Customers and Investors: A Framework for Understanding Financial Institutions
Robert Merton and
Richard Thakor
No 21258, NBER Working Papers from National Bureau of Economic Research, Inc
Abstract:
Financial institutions have both investors and customers. Investors, such as those who invest in stocks and bonds or private/public-sector guarantors of institutions, expect an appropriate risk-adjusted return in exchange for the financing and risk-bearing that they provide. Customers of a financial intermediary, in contrast, provide financing in exchange for a specific set of services, and do not want the fulfillment of these services to be contingent on the credit risk of the intermediary, even when they are not small, uninformed agents lacking in sophistication.
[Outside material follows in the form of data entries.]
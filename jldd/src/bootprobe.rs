//! Boot-classpath auto-discovery (§6).
//!
//! The documented procedure: materialize a bundled helper jar to a temp
//! file, run `java -jar <tmp>`, parse `Boot-Class-Path:`/
//! `Class-Path-Separator:` lines out of its stdout, then delete the temp
//! file whether the probe succeeded or not.
//!
//! This repository does not bundle a prebuilt helper jar (doing so would
//! mean checking in a compiled binary produced by a toolchain this crate
//! cannot invoke); `HELPER_JAR` is therefore empty and [`probe`] always
//! takes the "no helper jar available" branch straight to the documented
//! fallback. The temp-file/subprocess/parse plumbing below is real and
//! would light up unmodified the day a real helper jar is added here.
const HELPER_JAR: &[u8] = &[];

/// On success, the discovered boot classpath entries and the separator the
/// helper reported (defaults to `:` per §6).
pub fn probe() -> Option<(Vec<String>, char)> {
    if HELPER_JAR.is_empty() {
        return None;
    }

    let mut tmp = tempfile::NamedTempFile::new().ok()?;
    std::io::Write::write_all(&mut tmp, HELPER_JAR).ok()?;
    let path = tmp.path().to_path_buf();

    let output = std::process::Command::new("java").arg("-jar").arg(&path).output().ok();
    // `tmp` is a `NamedTempFile`; it removes the temp file on drop
    // regardless of whether the probe above succeeded.
    drop(tmp);

    let output = output?;
    if !output.status.success() {
        return None;
    }
    let stdout = String::from_utf8_lossy(&output.stdout);
    parse_probe_output(&stdout)
}

fn parse_probe_output(stdout: &str) -> Option<(Vec<String>, char)> {
    let mut separator = ':';
    let mut paths = None;
    for line in stdout.lines() {
        if let Some(rest) = line.strip_prefix("Class-Path-Separator: ") {
            separator = rest.chars().next().unwrap_or(':');
        } else if let Some(rest) = line.strip_prefix("Boot-Class-Path: ") {
            paths = Some(rest.to_string());
        }
    }
    let paths = paths?;
    Some((paths.split(separator).map(str::to_string).collect(), separator))
}

/// Darwin fallback list (§6): a fixed set of jars under the bundled JDK 6
/// runtime, used only when the helper-jar probe fails and the host looks
/// like macOS.
pub fn darwin_fallback() -> Vec<String> {
    const BASE: &str = "/System/Library/Java/JavaVirtualMachines/1.6.0.jdk/Contents/Classes";
    ["jsfd", "classes", "ui", "laf", "sunrsasign", "jsse", "jce", "charsets"]
        .iter()
        .map(|name| format!("{BASE}/{name}.jar"))
        .collect()
}

#[cfg(test)]
mod tests {
    use super::*;

    #[test]
    fn parses_boot_class_path_and_separator() {
        let stdout = "Boot-Class-Path: /a/rt.jar:/a/charsets.jar\nClass-Path-Separator: :\n";
        let (paths, sep) = parse_probe_output(stdout).unwrap();
        assert_eq!(paths, vec!["/a/rt.jar".to_string(), "/a/charsets.jar".to_string()]);
        assert_eq!(sep, ':');
    }

    #[test]
    fn missing_boot_class_path_line_is_none() {
        assert!(parse_probe_output("Class-Path-Separator: :\n").is_none());
    }

    #[test]
    fn darwin_fallback_lists_eight_jars() {
        assert_eq!(darwin_fallback().len(), 8);
    }
}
This paper develops a framework that defines the roles of customers and investors in intermediaries, and uses the framework to provide an economic foundation for the aversion to intermediary credit risk on the part of its customers. This customer-investor nexus has implications for a host of issues related to how contracts between financial intermediaries and their customers are structured and how risks are shared between them, as well as the consequences of (unanticipated) deviations from the ex ante efficient contractual arrangement for institutional design, regulatory practices, and financial crises. Moreover, customers and investors are often intertwined in practice, and so this intertwining provides insights into the adoption of “too-big-to-fail” policies and bailouts by regulators in general.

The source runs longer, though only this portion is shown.